About this exercise -
From the records, pick out and copy each line containing "else".

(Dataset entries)
-- Opening Marker --
/// A node is switched when its repository location is not the one its
/// parent's location implies.
fn is_switched(wc: &WorkingCopy, node: &WorkingNode) -> Result<bool, WcError> {
    let Some(parent_path) = target::parent(&node.path) else {
        return Ok(false);
    };
    if node.is_added() {
        return Ok(false);
    }
    let Some(parent) = wc.node(parent_path)? else {
        return Ok(false);
    };
    let expected = format!("{}/{}", parent.repos_path.trim_end_matches('/'), node.name());
    Ok(node.repos_path != expected)
}

fn remote_status(
    wc: &WorkingCopy,
    path: &str,
    node: Option<&WorkingNode>,
    source: &dyn RemoteStatusSource,
) -> Result<Option<RemoteStatus>, WcError> {
    let repos_path = match node {
        Some(n) => n.repos_path.clone(),
        None => {
            let Some(parent) = target::parent(path).map(|p| wc.node(p)).transpose()?.flatten()
            else {
                return Ok(None);
            };
            format!("{}/{}", parent.repos_path.trim_end_matches('/'), target::basename(path))
        }
    };
    let info = source.remote_node(&repos_path)?;
    let status = match (node.filter(|n| n.schedule != Schedule::Add), info) {
        (None, None) => return Ok(None),
        (None, Some(info)) => RemoteStatus {
            kind: info.kind,
            contents: StatusKind::Added,
            properties: StatusKind::None,
            revision: Some(info.last_changed_rev),
        },
        (Some(n), None) => RemoteStatus {
            kind: n.kind,
            contents: StatusKind::Deleted,
            properties: StatusKind::None,
            revision: None,
        },
        (Some(n), Some(info)) => {
            let newer = n.revision.is_some_and(|r| info.last_changed_rev > r);
            let contents = if info.kind != n.kind {
                StatusKind::Replaced
            } else if newer && n.kind == NodeKind::File && info.checksum != n.checksum {
                StatusKind::Modified
            } else {
                StatusKind::None
            };
            let properties = if info.props != n.base_props {
                StatusKind::Modified
            } else {
                StatusKind::None
            };
            RemoteStatus {
                kind: info.kind,
                contents,
                properties,
                revision: Some(info.last_changed_rev),
            }
        }
    };
    Ok(Some(status))
}

// ---------------------------------------------------------------------------
// Tree walk
// ---------------------------------------------------------------------------

/// Status of every path the filter admits, in tree order.
pub fn walk(
    wc: &WorkingCopy,
    filter: &PathFilter,
    remote: Option<&dyn RemoteStatusSource>,
) -> Result<Vec<StatusSnapshot>, WcError> {
    let mut out = Vec::new();
    let root = wc.node(&filter.target)?;
    let snap = classify(wc, &filter.target, root.as_ref(), remote)?;
    let descend = root.as_ref().is_some_and(|n| n.kind == NodeKind::Dir);
    if report(filter, &snap) {
        out.push(snap);
    }
    if let (true, Some(node)) = (descend, root) {
        walk_dir(wc, filter, &node, remote, &mut out)?;
    }
    debug!(target = %filter.target, entries = out.len(), "status walk finished");
    Ok(out)
}

fn report(filter: &PathFilter, snap: &StatusSnapshot) -> bool {
    if snap.node_status == StatusKind::None && snap.remote.is_none() {
        return false;
    }
    if filter.changelists.is_empty() {
        return true;
    }
    snap.kind != NodeKind::Dir && filter.in_changelists(snap.kind, snap.changelist.as_deref())
}

fn walk_dir(
    wc: &WorkingCopy,
    filter: &PathFilter,
    dir: &WorkingNode,
    remote: Option<&dyn RemoteStatusSource>,
    out: &mut Vec<StatusSnapshot>,
) -> Result<(), WcError> {
    if !filter.descends_into(&dir.path) {
        return Ok(());
    }

    let versioned = wc.children(&dir.path)?;
    let mut names: BTreeSet<String> = versioned.iter().map(|n| n.name().to_string()).collect();
    let on_disk = if NodeKind::on_disk(&wc.abspath(&dir.path)) == NodeKind::Dir {
        wc.list_disk(&dir.path)?
    } else {
        Vec::new()
    };
    names.extend(on_disk.iter().map(|(name, _)| name.clone()));
    if let Some(source) = remote {
        if !dir.is_added() {
            names.extend(source.remote_children(&dir.repos_path)?);
        }
    }

    for name in names {
        let path = target::join(&dir.path, &name);
        let node = versioned.iter().find(|n| n.name() == name);
        let kind = match node {
            Some(n) => n.kind,
            None => on_disk
                .iter()
                .find(|(n, _)| n == &name)
                .map(|(_, k)| *k)
                .unwrap_or(NodeKind::File),
        };
        if !filter.in_depth(&path, kind) {
            continue;
        }
        let snap = classify(wc, &path, node, remote)?;
        if report(filter, &snap) {
            out.push(snap);
        }
        if let Some(child) = node {
            if child.kind == NodeKind::Dir && filter.descends_into(&child.path) {
                walk_dir(wc, filter, child, remote, out)?;
            }
        }
    }
    Ok(())
}

#[cfg(test)]
mod tests {
    use super::*;
    use crate::conflict::{ConflictOperation, TextVariants};
    use crate::delta::{DeltaSource, MemoryRepository};
    use crate::models::{Depth, PROP_MIME_TYPE};

    fn setup() -> (tempfile::TempDir, WorkingCopy) {
        let dir = tempfile::tempdir().unwrap();
        let wc = WorkingCopy::create(dir.path(), "file:///repo", "u", "trunk", 1, WcConfig::default())
            .unwrap();
        for (name, text) in [("a.txt", "a\n"), ("b.txt", "b\n")] {
            let mut node = WorkingNode::versioned(name, NodeKind::File, format!("/trunk/{name}"), 1);
            wc.install_pristine(&mut node, text.as_bytes()).unwrap();
            wc.save_node(&node).unwrap();
            std::fs::write(dir.path().join(name), text).unwrap();
        }
        (dir, wc)
    }

    fn status_of(wc: &WorkingCopy, path: &str) -> StatusSnapshot {
        let node = wc.node(path).unwrap();
        classify(wc, path, node.as_ref(), None).unwrap()
    }

    #[test]
    fn test_normal_modified_missing() {
        let (dir, wc) = setup();
        assert_eq!(status_of(&wc, "a.txt").node_status, StatusKind::Normal);

        std::fs::write(dir.path().join("a.txt"), "changed\n").unwrap();
        assert_eq!(status_of(&wc, "a.txt").contents, StatusKind::Modified);

        std::fs::remove_file(dir.path().join("b.txt")).unwrap();
        assert_eq!(status_of(&wc, "b.txt").contents, StatusKind::Missing);
        assert_eq!(status_of(&wc, "").contents, StatusKind::Incomplete);
    }

    #[test]
    fn test_unversioned_ignored_and_obstructed() {
        let (dir, wc) = setup();
        std::fs::write(dir.path().join("new.txt"), "n").unwrap();
        std::fs::write(dir.path().join("build.o"), "o").unwrap();
        std::fs::write(dir.path().join("notes.tmp"), "t").unwrap();
        wc.set_property("", PROP_IGNORE, "*.tmp\n").unwrap();

        assert_eq!(status_of(&wc, "new.txt").node_status, StatusKind::Unversioned);
        assert_eq!(status_of(&wc, "build.o").node_status, StatusKind::Ignored);
        assert_eq!(status_of(&wc, "notes.tmp").node_status, StatusKind::Ignored);

        std::fs::remove_file(dir.path().join("a.txt")).unwrap();
        std::fs::create_dir(dir.path().join("a.txt")).unwrap();
        assert_eq!(status_of(&wc, "a.txt").node_status, StatusKind::Obstructed);
    }

    #[test]
    fn test_schedules_and_props() {
        let (dir, wc) = setup();
        std::fs::write(dir.path().join("c.txt"), "c").unwrap();
        wc.add("c.txt", Depth::Empty).unwrap();
        assert_eq!(status_of(&wc, "c.txt").node_status, StatusKind::Added);

        wc.delete("b.txt", false).unwrap();
        let snap = status_of(&wc, "b.txt");
        assert_eq!(snap.node_status, StatusKind::Deleted);

        wc.set_property("a.txt", PROP_MIME_TYPE, "application/octet-stream").unwrap();
        let snap = status_of(&wc, "a.txt");
        assert_eq!(snap.contents, StatusKind::Normal);
        assert_eq!(snap.properties, StatusKind::Modified);
        assert_eq!(snap.node_status, StatusKind::Modified);
        assert_eq!(snap.columns(), " M     ");
    }

    #[test]
    fn test_conflicted_only_while_artifacts_exist() {
        let (dir, wc) = setup();
        let store = ConflictStore::new(&wc);
        store
            .record_text_conflict(
                "a.txt",
                ConflictOperation::Update,
                TextVariants {
                    base: Some(b"a\n"),
                    mine: b"m\n",
                    theirs: b"t\n",
                },
                Some(1),
                2,
            )
            .unwrap();
        assert_eq!(status_of(&wc, "a.txt").contents, StatusKind::Conflicted);
        for f in ["a.txt.mine", "a.txt.r1", "a.txt.r2"] {
            std::fs::remove_file(dir.path().join(f)).unwrap();
        }
        assert_eq!(status_of(&wc, "a.txt").contents, StatusKind::Normal);
    }

    #[test]
    fn test_switched() {
        let (_dir, wc) = setup();
        let mut node = wc.require_node("b.txt").unwrap();
        node.repos_path = "/branches/x/b.txt".into();
        wc.save_node(&node).unwrap();
        assert!(status_of(&wc, "b.txt").switched);
        assert!(!status_of(&wc, "a.txt").switched);
    }

    #[test]
    fn test_walk_with_filters() {
        let (dir, wc) = setup();
        std::fs::create_dir(dir.path().join("sub")).unwrap();
        std::fs::write(dir.path().join("sub/x.txt"), "x").unwrap();
        wc.add("sub", Depth::Infinity).unwrap();
        std::fs::write(dir.path().join("loose.txt"), "l").unwrap();

        let all = walk(&wc, &PathFilter::everything(), None).unwrap();
        let paths: Vec<_> = all.iter().map(|s| s.path.as_str()).collect();
        assert_eq!(paths, vec!["", "a.txt", "b.txt", "loose.txt", "sub", "sub/x.txt"]);

        let files = walk(&wc, &PathFilter::new("", Depth::Files), None).unwrap();
        assert!(files.iter().all(|s| s.path != "sub" && s.path != "sub/x.txt"));

        wc.set_changelist(&["a.txt".to_string()], Some("cl")).unwrap();
        let cl = walk(
            &wc,
            &PathFilter::everything().with_changelists(vec!["cl".into()]),
            None,
        )
        .unwrap();
        let paths: Vec<_> = cl.iter().map(|s| s.path.as_str()).collect();
        assert_eq!(paths, vec!["a.txt"]);
    }

    #[test]
    fn test_remote_status() {
        let (_dir, wc) = setup();
        let mut repo = MemoryRepository::new("file:///repo");
        let mut tx = repo.transaction();
        tx.put("trunk/a.txt", "a\n").put("trunk/b.txt", "b\n");
        repo.commit(tx);
        let mut tx = repo.transaction();
        tx.put("trunk/a.txt", "a2\n").put("trunk/new.txt", "n\n").delete("trunk/b.txt");
        repo.commit(tx);
        assert_eq!(repo.youngest_revision().unwrap(), 2);

        let snaps = walk(&wc, &PathFilter::everything(), Some(&repo as &dyn RemoteStatusSource)).unwrap();
        let find = |p: &str| snaps.iter().find(|s| s.path == p).unwrap().remote.clone().unwrap();
        assert_eq!(find("a.txt").contents, StatusKind::Modified);
        assert_eq!(find("b.txt").contents, StatusKind::Deleted);
        assert_eq!(find("new.txt").contents, StatusKind::Added);
    }
}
-- Closing Marker --
Output of the task -
    let Some(parent_path) = target::parent(&node.path) else {
    let Some(parent) = wc.node(parent_path)? else {
            else {
            } else if newer && n.kind == NodeKind::File && info.checksum != n.checksum {
            } else {
            } else {
    } else {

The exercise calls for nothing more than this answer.